» DATA FOR PROCESSING
▼

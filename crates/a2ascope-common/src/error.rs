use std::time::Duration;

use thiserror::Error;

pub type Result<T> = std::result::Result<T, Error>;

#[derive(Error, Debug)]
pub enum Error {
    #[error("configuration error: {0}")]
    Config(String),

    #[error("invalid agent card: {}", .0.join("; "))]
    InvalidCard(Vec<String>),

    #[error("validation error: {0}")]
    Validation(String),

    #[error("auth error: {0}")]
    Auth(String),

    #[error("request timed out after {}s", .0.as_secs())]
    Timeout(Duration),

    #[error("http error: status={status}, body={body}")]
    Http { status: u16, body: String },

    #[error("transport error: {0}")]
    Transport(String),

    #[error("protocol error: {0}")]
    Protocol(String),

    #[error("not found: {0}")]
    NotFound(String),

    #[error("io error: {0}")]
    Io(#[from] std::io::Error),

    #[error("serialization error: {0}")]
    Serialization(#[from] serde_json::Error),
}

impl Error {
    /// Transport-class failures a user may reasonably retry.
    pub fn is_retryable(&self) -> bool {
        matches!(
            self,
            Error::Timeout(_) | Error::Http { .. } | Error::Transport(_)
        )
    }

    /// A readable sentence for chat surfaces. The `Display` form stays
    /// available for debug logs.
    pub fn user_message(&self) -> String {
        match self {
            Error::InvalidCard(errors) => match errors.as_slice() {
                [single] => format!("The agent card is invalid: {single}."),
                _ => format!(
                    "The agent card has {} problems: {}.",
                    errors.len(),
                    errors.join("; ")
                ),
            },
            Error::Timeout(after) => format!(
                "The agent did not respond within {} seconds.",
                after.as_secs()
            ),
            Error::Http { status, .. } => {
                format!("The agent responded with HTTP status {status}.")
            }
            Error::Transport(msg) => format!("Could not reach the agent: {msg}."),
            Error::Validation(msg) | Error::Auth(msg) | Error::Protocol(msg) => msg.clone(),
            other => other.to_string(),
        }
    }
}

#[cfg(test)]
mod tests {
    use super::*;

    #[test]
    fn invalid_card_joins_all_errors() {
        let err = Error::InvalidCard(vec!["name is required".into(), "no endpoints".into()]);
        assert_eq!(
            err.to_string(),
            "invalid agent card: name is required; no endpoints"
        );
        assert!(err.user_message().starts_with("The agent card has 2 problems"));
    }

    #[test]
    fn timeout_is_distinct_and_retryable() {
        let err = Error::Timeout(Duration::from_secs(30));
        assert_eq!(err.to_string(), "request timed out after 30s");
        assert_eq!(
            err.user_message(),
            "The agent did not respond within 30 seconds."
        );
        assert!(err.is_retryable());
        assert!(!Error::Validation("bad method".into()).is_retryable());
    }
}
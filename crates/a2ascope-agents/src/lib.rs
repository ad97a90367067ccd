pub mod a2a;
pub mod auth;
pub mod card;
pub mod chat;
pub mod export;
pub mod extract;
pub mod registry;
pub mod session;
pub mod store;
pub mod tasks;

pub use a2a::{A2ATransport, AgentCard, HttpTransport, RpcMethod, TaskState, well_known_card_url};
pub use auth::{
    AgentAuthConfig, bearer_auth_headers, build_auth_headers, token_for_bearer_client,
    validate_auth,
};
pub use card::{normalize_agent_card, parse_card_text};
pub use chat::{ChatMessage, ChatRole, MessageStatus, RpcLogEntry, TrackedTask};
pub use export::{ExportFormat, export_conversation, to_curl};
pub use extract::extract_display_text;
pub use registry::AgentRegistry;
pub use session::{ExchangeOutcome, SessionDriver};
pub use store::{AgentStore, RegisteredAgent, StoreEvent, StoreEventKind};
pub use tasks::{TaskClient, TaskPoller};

▲

» EXERCISE INSTRUCTIONS
Every single entry is to be retyped exactly.

» WRITTEN RESPONSE
filename crates/a2ascope-common/src/error.rs
use std::time::Duration;

use thiserror::Error;

pub type Result<T> = std::result::Result<T, Error>;

#[derive(Error, Debug)]
pub enum Error {
    #[error("configuration error: {0}")]
    Config(String),

    #[error("invalid agent card: {}", .0.join("; "))]
    InvalidCard(Vec<String>),

    #[error("validation error: {0}")]
    Validation(String),

    #[error("auth error: {0}")]
    Auth(String),

    #[error("request timed out after {}s", .0.as_secs())]
    Timeout(Duration),

    #[error("http error: status={status}, body={body}")]
    Http { status: u16, body: String },

    #[error("transport error: {0}")]
    Transport(String),

    #[error("protocol error: {0}")]
    Protocol(String),

    #[error("not found: {0}")]
    NotFound(String),

    #[error("io error: {0}")]
    Io(#[from] std::io::Error),

    #[error("serialization error: {0}")]
    Serialization(#[from] serde_json::Error),
}

impl Error {
    /// Transport-class failures a user may reasonably retry.
    pub fn is_retryable(&self) -> bool {
        matches!(
            self,
            Error::Timeout(_) | Error::Http { .. } | Error::Transport(_)
        )
    }

    /// A readable sentence for chat surfaces. The `Display` form stays
    /// available for debug logs.
    pub fn user_message(&self) -> String {
        match self {
            Error::InvalidCard(errors) => match errors.as_slice() {
                [single] => format!("The agent card is invalid: {single}."),
                _ => format!(
                    "The agent card has {} problems: {}.",
                    errors.len(),
                    errors.join("; ")
                ),
            },
            Error::Timeout(after) => format!(
                "The agent did not respond within {} seconds.",
                after.as_secs()
            ),
            Error::Http { status, .. } => {
                format!("The agent responded with HTTP status {status}.")
            }
            Error::Transport(msg) => format!("Could not reach the agent: {msg}."),
            Error::Validation(msg) | Error::Auth(msg) | Error::Protocol(msg) => msg.clone(),
            other => other.to_string(),
        }
    }
}

#[cfg(test)]
mod tests {
    use super::*;

    #[test]
    fn invalid_card_joins_all_errors() {
        let err = Error::InvalidCard(vec!["name is required".into(), "no endpoints".into()]);
        assert_eq!(
            err.to_string(),
            "invalid agent card: name is required; no endpoints"
        );
        assert!(err.user_message().starts_with("The agent card has 2 problems"));
    }

    #[test]
    fn timeout_is_distinct_and_retryable() {
        let err = Error::Timeout(Duration::from_secs(30));
        assert_eq!(err.to_string(), "request timed out after 30s");
        assert_eq!(
            err.user_message(),
            "The agent did not respond within 30 seconds."
        );
        assert!(err.is_retryable());
        assert!(!Error::Validation("bad method".into()).is_retryable());
    }
}
filename crates/a2ascope-agents/src/lib.rs
repository ad97a90367067ccd
pub mod a2a;
pub mod auth;
pub mod card;
pub mod chat;
pub mod export;
pub mod extract;
pub mod registry;
pub mod session;
pub mod store;
pub mod tasks;

pub use a2a::{A2ATransport, AgentCard, HttpTransport, RpcMethod, TaskState, well_known_card_url};
pub use auth::{
    AgentAuthConfig, bearer_auth_headers, build_auth_headers, token_for_bearer_client,
    validate_auth,
};
pub use card::{normalize_agent_card, parse_card_text};
pub use chat::{ChatMessage, ChatRole, MessageStatus, RpcLogEntry, TrackedTask};
pub use export::{ExportFormat, export_conversation, to_curl};
pub use extract::extract_display_text;
pub use registry::AgentRegistry;
pub use session::{ExchangeOutcome, SessionDriver};
pub use store::{AgentStore, RegisteredAgent, StoreEvent, StoreEventKind};
pub use tasks::{TaskClient, TaskPoller};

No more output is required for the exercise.